The microtubules of the adaxial pavement cells in the fourth leaf were visualised using a fusion construct of the green fluorescent protein (GFP) tagged to α-tubulin 6 in Colombia 0 (Col-0) background (glTUA6-GFP) [27]. The leaves were cut off at the petiole from the shoot and placed between a microscope slide and coverslip in distilled water.

To test the age-effect, microtubule patterns of leaves of 15 to 20 and 22 days after sowing (DAS) were monitored during 3 hours. The cortical microtubule pattern was visualized with a Nikon C1 laser scanning confocal microscope (Nikon, Melville, NY) equipped with an argon and a helium/neon laser using a 63x planfluor lens (NA: 1.95) and the automated filter sets for GFP. A z-stack was made and the successive slides were merged into a maximal projection image, which was used for the observations.

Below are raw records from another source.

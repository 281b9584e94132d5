//! Source document reader
//!
//! Parses layout XML with roxmltree and copies the element structure into a [`MarkupTree`].
//! Element and attribute names keep only their local part (`android:layout_width` becomes
//! `layout_width`, `local:MvxBind` becomes `MvxBind`). Text, comments and processing
//! instructions carry nothing the converter uses and are skipped.
//!
//! Design-time attributes in the `tools:` namespace only affect the Android layout preview and
//! are dropped. Should two remaining attributes share a local name, the first one is kept.

use crate::error::ConvertError;
use crate::tree::{Attribute, MarkupTree, NodeId};
use roxmltree::Node;

/// Namespace of Android design-time (`tools:`) attributes.
pub const TOOLS_NAMESPACE: &str = "http://schemas.android.com/tools";

/// A parsed source document.
#[derive(Debug, Clone, PartialEq)]
pub struct SourceDocument {
    pub tree: MarkupTree,
    pub root: NodeId,
}

/// Parses `source` into a [`SourceDocument`].
pub fn parse(source: &str) -> Result<SourceDocument, ConvertError> {
    let doc = roxmltree::Document::parse(source)?;

    let mut tree = MarkupTree::new();
    let root = copy_element(doc.root_element(), &mut tree, None);
    Ok(SourceDocument { tree, root })
}

fn copy_element(node: Node, tree: &mut MarkupTree, parent: Option<NodeId>) -> NodeId {
    let id = tree.create(node.tag_name().name(), parent);
    for attribute in node.attributes() {
        if attribute.namespace() == Some(TOOLS_NAMESPACE) {
            continue;
        }
        let element = tree.node_mut(id);
        if element.has_attribute(attribute.name()) {
            tracing::trace!(
                element = node.tag_name().name(),
                attribute = attribute.name(),
                "skipping repeated attribute"
            );
            continue;
        }
        element.set_attribute(Attribute::new(attribute.name(), attribute.value()));
    }
    for child in node.children().filter(Node::is_element) {
        copy_element(child, tree, Some(id));
    }
    id
}
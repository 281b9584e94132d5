use clap::{Arg, ArgAction, Command, ValueHint};
use clap_complete::{generate_to, shells::*};
use std::env;
use std::io::Error;

// Mirror of the transforms from src/transforms.rs
// We need to duplicate this here since build scripts can't access src/ modules
const AVAILABLE_TRANSFORMS: &[&str] = &[
    "source-json",
    "source-paths",
    "xaml-json",
    "xaml-paths",
    "xaml",
];

fn main() -> Result<(), Error> {
    let outdir = match env::var_os("OUT_DIR") {
        None => return Ok(()),
        Some(outdir) => outdir,
    };

    let mut cmd = Command::new("axml2xaml")
        .version(env!("CARGO_PKG_VERSION"))
        .about("Convert Android layout files to Xamarin.Forms XAML pages")
        .arg_required_else_help(true)
        .arg(
            Arg::new("list-mappings")
                .long("list-mappings")
                .help("List element, attribute and binding mappings")
                .action(ArgAction::SetTrue),
        )
        .arg(
            Arg::new("config")
                .long("config")
                .value_name("PATH")
                .help("Path to an axml.toml configuration file")
                .value_hint(ValueHint::FilePath),
        )
        .arg(
            Arg::new("verbose")
                .long("verbose")
                .short('v')
                .help("Log conversion details to stderr")
                .action(ArgAction::SetTrue),
        )
        .subcommand(
            Command::new("convert")
                .about("Convert a layout file to a XAML page (default command)")
                .arg(
                    Arg::new("input")
                        .long("input")
                        .short('i')
                        .value_hint(ValueHint::FilePath),
                )
                .arg(
                    Arg::new("output")
                        .long("output")
                        .short('o')
                        .value_hint(ValueHint::FilePath),
                )
                .arg(
                    Arg::new("namespace")
                        .long("namespace")
                        .short('n')
                        .value_hint(ValueHint::Other),
                )
                .arg(
                    Arg::new("overwrite")
                        .long("overwrite")
                        .short('x')
                        .action(ArgAction::SetTrue),
                )
                .arg(
                    Arg::new("data-context")
                        .long("data-context")
                        .short('d')
                        .action(ArgAction::SetTrue),
                )
                .arg(Arg::new("image-extension").long("image-extension"))
                .arg(Arg::new("trace").long("trace").action(ArgAction::SetTrue)),
        )
        .subcommand(
            Command::new("inspect")
                .about("Inspect a layout file before or after conversion")
                .arg(
                    Arg::new("path")
                        .help("Path to the layout file")
                        .required(true)
                        .index(1)
                        .value_hint(ValueHint::FilePath),
                )
                .arg(
                    Arg::new("transform")
                        .help("Transform to apply")
                        .value_parser(clap::builder::PossibleValuesParser::new(
                            AVAILABLE_TRANSFORMS,
                        ))
                        .index(2)
                        .value_hint(ValueHint::Other),
                ),
        );

    // Generate completions for bash
    generate_to(Bash, &mut cmd, "axml2xaml", &outdir)?;

    // Generate completions for zsh
    generate_to(Zsh, &mut cmd, "axml2xaml", &outdir)?;

    // Generate completions for fish
    generate_to(Fish, &mut cmd, "axml2xaml", &outdir)?;

    println!("cargo:warning=Shell completions generated in {outdir:?}");

    Ok(())
}
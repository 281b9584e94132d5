// Command-line interface for axml2xaml
//
// This binary converts Android layout files (AXML) into Xamarin.Forms XAML pages.
// The conversion itself lives in axml-babel; this crate wires arguments, configuration
// (axml-config) and logging around it.
//
// Usage:
//  axml2xaml -i <input> -o <output> -n <namespace> [-x] [-d]   - Convert a layout (default)
//  axml2xaml convert -i <input> -o <output> -n <namespace>     - Same as above (explicit)
//  axml2xaml inspect <path> [<transform>]                      - Show a layout at some stage
//  axml2xaml --list-mappings                                   - Print the mapping tables
//
// Configuration:
//
// Defaults are embedded (see axml-config). An `axml.toml` in the working directory and a file
// given with --config are layered on top, then command-line flags override single keys.
// Logging goes to stderr; RUST_LOG takes precedence over --verbose.

mod transforms;

use axml_babel::binding::BINDING_MAP;
use axml_babel::mapping::{ATTRIBUTE_MAP, ELEMENT_MAP};
use axml_babel::spacing::{MARGIN, PADDING};
use axml_babel::{export, ConvertOptions, ExportOutcome};
use axml_config::{AxmlConfig, Loader, PROJECT_CONFIG_FILE};
use clap::{Arg, ArgAction, ArgMatches, Command, ValueHint};
use std::fs;
use std::io::IsTerminal;
use std::path::Path;
use tracing_subscriber::EnvFilter;

const SUBCOMMANDS: &[&str] = &["convert", "inspect", "help"];

fn build_cli() -> Command {
    Command::new("axml2xaml")
        .version(env!("CARGO_PKG_VERSION"))
        .about("Convert Android layout files to Xamarin.Forms XAML pages")
        .long_about(
            "axml2xaml converts Android layout XML (AXML) into Xamarin.Forms XAML.\n\n\
            Commands:\n  \
            - convert: Write a XAML page for a layout file (default command)\n  \
            - inspect: View a layout before or after conversion\n\n\
            Examples:\n  \
            axml2xaml -i Main.axml -o MainPage.xaml -n MyApp.Views\n  \
            axml2xaml convert -i Main.axml -o MainPage.xaml -n MyApp.Views -x -d\n  \
            axml2xaml inspect Main.axml xaml-paths",
        )
        .arg_required_else_help(true)
        .subcommand_required(false)
        .arg(
            Arg::new("list-mappings")
                .long("list-mappings")
                .help("List element, attribute and binding mappings")
                .action(ArgAction::SetTrue)
                .global(true),
        )
        .arg(
            Arg::new("config")
                .long("config")
                .value_name("PATH")
                .help("Path to an axml.toml configuration file")
                .value_hint(ValueHint::FilePath)
                .global(true),
        )
        .arg(
            Arg::new("verbose")
                .long("verbose")
                .short('v')
                .help("Log conversion details to stderr")
                .action(ArgAction::SetTrue)
                .global(true),
        )
        .subcommand(
            Command::new("convert")
                .about("Convert a layout file to a XAML page (default command)")
                .long_about(
                    "Convert an Android layout file to a Xamarin.Forms ContentPage.\n\n\
                    The page class is <namespace>.<output file name without extension>.\n\
                    Without a namespace (from -n or the configuration) the class is just\n\
                    the output file name.\n\
                    An existing output file is only replaced with --overwrite.\n\
                    A layout whose root element has no Forms counterpart produces no file.",
                )
                .arg(
                    Arg::new("input")
                        .long("input")
                        .short('i')
                        .help("Path to the layout file")
                        .required(true)
                        .value_hint(ValueHint::FilePath),
                )
                .arg(
                    Arg::new("output")
                        .long("output")
                        .short('o')
                        .help("Path of the XAML page to write")
                        .required(true)
                        .value_hint(ValueHint::FilePath),
                )
                .arg(
                    Arg::new("namespace")
                        .long("namespace")
                        .short('n')
                        .help("Namespace of the generated page class")
                        .value_hint(ValueHint::Other),
                )
                .arg(
                    Arg::new("overwrite")
                        .long("overwrite")
                        .short('x')
                        .help("Replace the output file if it exists")
                        .action(ArgAction::SetTrue),
                )
                .arg(
                    Arg::new("data-context")
                        .long("data-context")
                        .short('d')
                        .help("Add design-time data context declarations to the page")
                        .action(ArgAction::SetTrue),
                )
                .arg(
                    Arg::new("image-extension")
                        .long("image-extension")
                        .value_name("EXT")
                        .help("Extension appended to image sources (default: png)")
                        .value_hint(ValueHint::Other),
                )
                .arg(
                    Arg::new("trace")
                        .long("trace")
                        .help("Print the path of every produced node to stdout")
                        .action(ArgAction::SetTrue),
                ),
        )
        .subcommand(
            Command::new("inspect")
                .about("Inspect a layout file before or after conversion")
                .long_about(
                    "View a layout at different stages.\n\n\
                    Transforms (stage-format):\n  \
                    - source-json:   Source elements and attributes as JSON\n  \
                    - source-paths:  Source element paths\n  \
                    - xaml-json:     Converted tree as JSON\n  \
                    - xaml-paths:    Converted node paths (default)\n  \
                    - xaml:          The full page",
                )
                .arg(
                    Arg::new("path")
                        .help("Path to the layout file")
                        .required(true)
                        .index(1)
                        .value_hint(ValueHint::FilePath),
                )
                .arg(
                    Arg::new("transform")
                        .help("Transform to apply. Defaults to 'xaml-paths'")
                        .required(false)
                        .value_parser(clap::builder::PossibleValuesParser::new(
                            transforms::AVAILABLE_TRANSFORMS,
                        ))
                        .index(2)
                        .value_hint(ValueHint::Other),
                ),
        )
}

fn main() {
    let args: Vec<String> = std::env::args().collect();

    let cli = build_cli();
    let matches = match cli.clone().try_get_matches_from(&args) {
        Ok(m) => m,
        Err(e) => {
            // Flags without a subcommand are convert flags: inject "convert" and retry
            if should_inject_convert(&args) {
                let mut new_args = vec![args[0].clone(), "convert".to_string()];
                new_args.extend_from_slice(&args[1..]);
                match cli.try_get_matches_from(&new_args) {
                    Ok(m) => m,
                    Err(e2) => e2.exit(),
                }
            } else {
                e.exit();
            }
        }
    };

    init_logging(matches.get_flag("verbose"));

    if matches.get_flag("list-mappings") {
        handle_list_mappings_command();
        return;
    }

    let config = load_cli_config(matches.get_one::<String>("config").map(|s| s.as_str()));

    match matches.subcommand() {
        Some(("convert", sub_matches)) => handle_convert_command(sub_matches, config),
        Some(("inspect", sub_matches)) => {
            let Some(path) = sub_matches.get_one::<String>("path") else {
                eprintln!("Error: a layout path is required");
                std::process::exit(1);
            };
            let transform = sub_matches
                .get_one::<String>("transform")
                .map(|s| s.as_str())
                .unwrap_or(transforms::DEFAULT_TRANSFORM);
            handle_inspect_command(path, transform, &config);
        }
        _ => {
            eprintln!("Unknown subcommand. Use --help for usage information.");
            std::process::exit(1);
        }
    }
}

fn should_inject_convert(args: &[String]) -> bool {
    match args.get(1) {
        Some(first) => {
            !SUBCOMMANDS.contains(&first.as_str())
                && !matches!(
                    first.as_str(),
                    "-h" | "--help" | "-V" | "--version" | "--list-mappings"
                )
        }
        None => false,
    }
}

fn init_logging(verbose: bool) {
    let default_level = if verbose { "debug" } else { "warn" };
    tracing_subscriber::fmt()
        .with_env_filter(
            EnvFilter::try_from_default_env().unwrap_or_else(|_| EnvFilter::new(default_level)),
        )
        .with_writer(std::io::stderr)
        .with_ansi(std::io::stderr().is_terminal())
        .with_target(false)
        .without_time()
        .init();
}

/// Handle the convert command
fn handle_convert_command(matches: &ArgMatches, config: AxmlConfig) {
    let (Some(input), Some(output)) = (
        matches.get_one::<String>("input"),
        matches.get_one::<String>("output"),
    ) else {
        eprintln!("Error: both --input and --output are required");
        std::process::exit(1);
    };

    let options = convert_options(matches, config);
    let trace = matches.get_flag("trace");
    tracing::debug!(
        input = %input,
        output = %output,
        namespace = %options.namespace,
        overwrite = options.overwrite,
        data_context = options.data_context,
        image_extension = %options.image_extension,
        "resolved convert options"
    );

    let outcome = export(Path::new(input), Path::new(output), &options, &mut |path| {
        if trace {
            println!("{path}");
        }
    })
    .unwrap_or_else(|e| {
        eprintln!("Error: {e}");
        std::process::exit(1);
    });

    if outcome == ExportOutcome::NoOutput {
        eprintln!("No output produced: the root element of '{input}' has no XAML counterpart");
    }
}

/// Handle the inspect command
fn handle_inspect_command(path: &str, transform: &str, config: &AxmlConfig) {
    let source = fs::read_to_string(path).unwrap_or_else(|e| {
        eprintln!("Error reading file '{path}': {e}");
        std::process::exit(1);
    });

    let class = Path::new(path)
        .file_stem()
        .and_then(|stem| stem.to_str())
        .unwrap_or_default();
    let options = ConvertOptions::from(config);

    let output = transforms::execute_transform(&source, transform, class, &options)
        .unwrap_or_else(|e| {
            eprintln!("Execution error: {e}");
            std::process::exit(1);
        });

    print!("{output}");
}

/// Handle the list-mappings command
fn handle_list_mappings_command() {
    println!("Elements (first matching fragment wins):");
    for (fragment, target) in ELEMENT_MAP {
        println!("  {fragment:<16} -> {target}");
    }

    println!("\nAttributes:");
    for (name, transform) in ATTRIBUTE_MAP {
        println!("  {name:<16} -> {transform:?}");
    }

    println!("\nSpacing:");
    for rule in [PADDING, MARGIN] {
        println!("  {:<16} -> {}", rule.shorthand, rule.output);
    }

    println!("\nBindings (MvxBind):");
    for (key, target) in BINDING_MAP {
        println!("  {key:<16} -> {target}");
    }

    println!("\nInspect transforms:");
    for transform_name in transforms::AVAILABLE_TRANSFORMS {
        println!("  {transform_name}");
    }
}

fn load_cli_config(explicit_path: Option<&str>) -> AxmlConfig {
    let loader = Loader::new().with_optional_file(PROJECT_CONFIG_FILE);
    let loader = if let Some(path) = explicit_path {
        loader.with_file(path)
    } else {
        loader
    };

    loader.build().unwrap_or_else(|err| {
        eprintln!("Failed to load configuration: {err}");
        std::process::exit(1);
    })
}

/// Command-line flags override the loaded configuration. Switches can only turn a setting on.
fn convert_options(matches: &ArgMatches, config: AxmlConfig) -> ConvertOptions {
    let mut options = ConvertOptions::from(config);
    if let Some(namespace) = matches.get_one::<String>("namespace") {
        options.namespace = namespace.clone();
    }
    if let Some(extension) = matches.get_one::<String>("image-extension") {
        options.image_extension = extension.trim_start_matches('.').to_string();
    }
    options.overwrite |= matches.get_flag("overwrite");
    options.data_context |= matches.get_flag("data-context");
    options
}
//! Arena-backed markup tree
//!
//!     Source (AXML) and target (XAML) documents share one node shape: a local name, an ordered
//!     attribute list and ordered children. Nodes live in a [`MarkupTree`] arena and refer to each
//!     other through [`NodeId`]s, so the parent link is a plain index rather than a reference.
//!     The parent link is only used to rebuild ancestor paths for diagnostics.

use serde::ser::{SerializeMap, SerializeStruct};
use serde::{Serialize, Serializer};

/// Index of a node inside its [`MarkupTree`].
#[derive(Debug, Clone, Copy, PartialEq, Eq, Hash)]
pub struct NodeId(usize);

/// A single name/value pair on a node.
#[derive(Debug, Clone, PartialEq, Eq)]
pub struct Attribute {
    pub name: String,
    pub value: String,
}

impl Attribute {
    pub fn new(name: impl Into<String>, value: impl Into<String>) -> Self {
        Self {
            name: name.into(),
            value: value.into(),
        }
    }
}

/// A tagged node: local name, attributes in insertion order, children in document order.
#[derive(Debug, Clone, PartialEq)]
pub struct MarkupNode {
    name: String,
    attributes: Vec<Attribute>,
    children: Vec<NodeId>,
    parent: Option<NodeId>,
}

impl MarkupNode {
    fn new(name: impl Into<String>, parent: Option<NodeId>) -> Self {
        Self {
            name: name.into(),
            attributes: Vec::new(),
            children: Vec::new(),
            parent,
        }
    }

    pub fn name(&self) -> &str {
        &self.name
    }

    pub fn attributes(&self) -> &[Attribute] {
        &self.attributes
    }

    /// Value of the attribute with the given local name, if present.
    pub fn attribute(&self, name: &str) -> Option<&str> {
        self.attributes
            .iter()
            .find(|attr| attr.name == name)
            .map(|attr| attr.value.as_str())
    }

    pub fn has_attribute(&self, name: &str) -> bool {
        self.attribute(name).is_some()
    }

    /// Sets an attribute. An existing attribute with the same name keeps its position and
    /// only has its value replaced, so names stay unique within a node.
    pub fn set_attribute(&mut self, attribute: Attribute) {
        match self
            .attributes
            .iter_mut()
            .find(|existing| existing.name == attribute.name)
        {
            Some(existing) => existing.value = attribute.value,
            None => self.attributes.push(attribute),
        }
    }

    pub fn children(&self) -> &[NodeId] {
        &self.children
    }

    pub fn parent(&self) -> Option<NodeId> {
        self.parent
    }
}

/// Owner of every node of one document.
#[derive(Debug, Clone, Default, PartialEq)]
pub struct MarkupTree {
    nodes: Vec<MarkupNode>,
}

impl MarkupTree {
    pub fn new() -> Self {
        Self::default()
    }

    /// Creates a node. With a parent, the node is appended as the parent's last child.
    pub fn create(&mut self, name: impl Into<String>, parent: Option<NodeId>) -> NodeId {
        let id = NodeId(self.nodes.len());
        self.nodes.push(MarkupNode::new(name, parent));
        if let Some(parent) = parent {
            self.nodes[parent.0].children.push(id);
        }
        id
    }

    pub fn node(&self, id: NodeId) -> &MarkupNode {
        &self.nodes[id.0]
    }

    pub fn node_mut(&mut self, id: NodeId) -> &mut MarkupNode {
        &mut self.nodes[id.0]
    }

    pub fn len(&self) -> usize {
        self.nodes.len()
    }

    pub fn is_empty(&self) -> bool {
        self.nodes.is_empty()
    }

    /// Deep-copies the subtree rooted at `other_root` of `other` into this tree under `parent`.
    pub fn graft(
        &mut self,
        other: &MarkupTree,
        other_root: NodeId,
        parent: Option<NodeId>,
    ) -> NodeId {
        let source = other.node(other_root);
        let copy = self.create(source.name.clone(), parent);
        self.node_mut(copy).attributes = source.attributes.clone();
        for &child in &source.children {
            self.graft(other, child, Some(copy));
        }
        copy
    }

    /// Pre-order walk starting at `root`.
    pub fn descendants_and_self(&self, root: NodeId) -> Vec<NodeId> {
        let mut ordered = Vec::new();
        let mut stack = vec![root];
        while let Some(id) = stack.pop() {
            ordered.push(id);
            stack.extend(self.node(id).children.iter().rev().copied());
        }
        ordered
    }

    /// Ancestor names joined with ` / `, followed by the node's own name.
    ///
    /// Example: a `Label` inside a `StackLayout` yields `StackLayout / Label`.
    pub fn path(&self, id: NodeId) -> String {
        let mut names = vec![self.node(id).name.as_str()];
        let mut current = self.node(id).parent;
        while let Some(parent) = current {
            names.push(self.node(parent).name.as_str());
            current = self.node(parent).parent;
        }
        names.reverse();
        names.join(" / ")
    }

    /// [`MarkupTree::path`] for every node below and including `root`, in pre-order.
    pub fn paths(&self, root: NodeId) -> Vec<String> {
        self.descendants_and_self(root)
            .into_iter()
            .map(|id| self.path(id))
            .collect()
    }

    /// Serializable nested view of the subtree rooted at `id`.
    pub fn view(&self, id: NodeId) -> NodeView<'_> {
        NodeView { tree: self, id }
    }
}

/// Borrowed view used to serialize an arena subtree as nested data.
pub struct NodeView<'a> {
    tree: &'a MarkupTree,
    id: NodeId,
}

struct AttributeList<'a>(&'a [Attribute]);

impl Serialize for AttributeList<'_> {
    fn serialize<S: Serializer>(&self, serializer: S) -> Result<S::Ok, S::Error> {
        let mut map = serializer.serialize_map(Some(self.0.len()))?;
        for attribute in self.0 {
            map.serialize_entry(&attribute.name, &attribute.value)?;
        }
        map.end()
    }
}

impl Serialize for NodeView<'_> {
    fn serialize<S: Serializer>(&self, serializer: S) -> Result<S::Ok, S::Error> {
        let node = self.tree.node(self.id);
        let children: Vec<NodeView<'_>> = node
            .children
            .iter()
            .map(|child| self.tree.view(*child))
            .collect();

        let mut state = serializer.serialize_struct("MarkupNode", 3)?;
        state.serialize_field("name", &node.name)?;
        state.serialize_field("attributes", &AttributeList(&node.attributes))?;
        state.serialize_field("children", &children)?;
        state.end()
    }
}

Different conditions were tested by cutting off the leaf and placing it for 3 hours on a microscope slide or submerging it in distilled water in a glass petri dish (50 mm in diameter). Moreover, a sample was prepared with the fourth leaf still attached to the plant. Special chambers with spacers in between the microscopic slide and coverslip are prepared as described in Sawchuk et al.[28] to monitor leaves up to 6.5 hours (Figure 4a). A normal sample whereby the leaf was mounted in water between a microscopic slide and coverslip, acted as a positive control. Microtubules were visualized after 3 hours for all treatments with a Nikon C1 laser scanning confocal microscope (Nikon, Melville, NY). The negative control was a freshly made sample. The images were taken at the base, middle and top zone of the leaf. This was performed for leaves of 19 and 20 DAS.

A glass petri dish (60 mm in diameter) was placed on top of the leaf of 19 and 22 DAS to induce local pressure (as shown in Figure 5). The total weight of the glass petri dish was 17 g, meaning that it had a weight/circumference ratio of 0.90 g/cm. For the 22 DAS old leaves, an additional experiment was performed with an extra weight (34 g total weight). Images of the microtubules were taken in regions underneath and neighbouring the applied pressure and at more distal positions in the leaf.

Three leaves were sampled for all conditions tested and scored for the presence of stress patterns by visual observation. At least five images were taken per leaf. When in more than 50% of the images highly bundled microtubules were detected, they were positively scored for the presence of stress patterns.

Competing interests

The authors declare that they have no competing interests.

Authors’ contributions

EJ carried out the experiments and drafted the manuscript. EJ, JPV and KV designed the experiments and edited the manuscript. All authors read and approved the final manuscript.